With a fresh backup, updates applied one at a time and a quick check afterwards, you keep your WordPress site secure, compatible and fast. Stuck? Feel free to contact our support team and we will be glad to help.
Frequently asked questions
How often should I update WordPress?
Check your site for updates weekly if you can, and install security updates as soon as possible. WordPress applies minor core updates automatically. For plugins and themes, the sooner you update, the smaller the chance that a known flaw gets exploited.
Should I update the core or the plugins first?
Always make a backup first. Then update in this order: the WordPress core first, then your plugins one by one and finally your theme. Check your site after each step so you can see straight away which component caused a problem.
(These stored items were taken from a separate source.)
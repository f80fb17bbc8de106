use crate::domain::{Decimal, PortfolioName, PositionState, Symbol, TransactionRecord};
use chrono::{DateTime, Utc};

/// Append-only record store for one instrument in one portfolio.
///
/// Owns the instrument's position: the current state is always the last
/// record's resulting position, or the opening position while empty.
#[derive(Debug, Clone, PartialEq, Eq)]
pub struct Ledger {
    portfolio: PortfolioName,
    symbol: Symbol,
    initialized_at: DateTime<Utc>,
    opening: PositionState,
    records: Vec<TransactionRecord>,
}

impl Ledger {
    pub fn new(portfolio: PortfolioName, symbol: Symbol, initialized_at: DateTime<Utc>) -> Self {
        Self {
            portfolio,
            symbol,
            initialized_at,
            opening: PositionState::flat(),
            records: Vec::new(),
        }
    }

    /// Start from a carried-in position instead of flat.
    pub fn with_opening_position(mut self, opening: PositionState) -> Self {
        self.opening = opening;
        self
    }

    /// Rebuild a ledger from stored records, in their stored order.
    pub(crate) fn restore(
        portfolio: PortfolioName,
        symbol: Symbol,
        initialized_at: DateTime<Utc>,
        opening: PositionState,
        records: Vec<TransactionRecord>,
    ) -> Self {
        Self {
            portfolio,
            symbol,
            initialized_at,
            opening,
            records,
        }
    }

    pub fn portfolio(&self) -> &PortfolioName {
        &self.portfolio
    }

    pub fn symbol(&self) -> &Symbol {
        &self.symbol
    }

    pub fn initialized_at(&self) -> DateTime<Utc> {
        self.initialized_at
    }

    pub fn opening_position(&self) -> PositionState {
        self.opening
    }

    pub fn records(&self) -> &[TransactionRecord] {
        &self.records
    }

    pub fn len(&self) -> usize {
        self.records.len()
    }

    pub fn is_empty(&self) -> bool {
        self.records.is_empty()
    }

    /// Timestamp every new record must exceed: the first record's, or the
    /// initialization time while the ledger is empty.
    pub fn first_timestamp(&self) -> DateTime<Utc> {
        self.records
            .first()
            .map(|r| r.timestamp)
            .unwrap_or(self.initialized_at)
    }

    /// Timestamp of the most recent record; new records must be later.
    pub fn last_timestamp(&self) -> Option<DateTime<Utc>> {
        self.records.last().map(|r| r.timestamp)
    }

    pub fn position(&self) -> PositionState {
        self.records
            .last()
            .map(TransactionRecord::position)
            .unwrap_or(self.opening)
    }

    /// Position after every record stamped at or before `as_of`.
    pub fn position_as_of(&self, as_of: DateTime<Utc>) -> PositionState {
        let idx = self.records.partition_point(|r| r.timestamp <= as_of);
        if idx == 0 {
            self.opening
        } else {
            self.records[idx - 1].position()
        }
    }

    pub fn position_quantity(&self, as_of: DateTime<Utc>) -> Decimal {
        self.position_as_of(as_of).quantity
    }

    pub fn position_avg_cost(&self, as_of: DateTime<Utc>) -> Decimal {
        self.position_as_of(as_of).avg_cost
    }

    /// Records with `from <= timestamp <= to`.
    pub fn records_between(&self, from: DateTime<Utc>, to: DateTime<Utc>) -> &[TransactionRecord] {
        let start = self.records.partition_point(|r| r.timestamp < from);
        let end = self.records.partition_point(|r| r.timestamp <= to);
        if start >= end {
            &[]
        } else {
            &self.records[start..end]
        }
    }

    pub fn net_realized_pnl(&self) -> Decimal {
        self.records.iter().map(|r| r.net_realized_pnl).sum()
    }

    pub fn total_fees(&self) -> Decimal {
        self.records.iter().map(|r| r.txn_fees).sum()
    }

    /// Callers have checked that `records` are strictly after the last one.
    pub(crate) fn append(&mut self, records: Vec<TransactionRecord>) {
        debug_assert!(self
            .last_timestamp()
            .into_iter()
            .chain(records.iter().map(|r| r.timestamp))
            .collect::<Vec<_>>()
            .windows(2)
            .all(|w| w[0] < w[1]));
        self.records.extend(records);
    }
}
Are automatic updates safe?
Automatic security updates for the core have run since WordPress 3.7 and are very reliable. Auto-updates for plugins and themes are convenient but carry a small chance of a conflict. For extra certainty, use Smart Update or a staging environment and check your site from time to time.
My site is blank after an update. What now?
Since WordPress 5.2, a critical error automatically triggers an email with a recovery mode link to your admin address. Use that link to log in and disable the component causing the error. If that does not work, restore your backup.
Which PHP version do I need for WordPress?
WordPress recommends PHP 8.3 or higher for the best security and speed. LJPc hosting runs the latest PHP version by default. If you are unsure which version your site uses, check it in your hosting environment or ask support.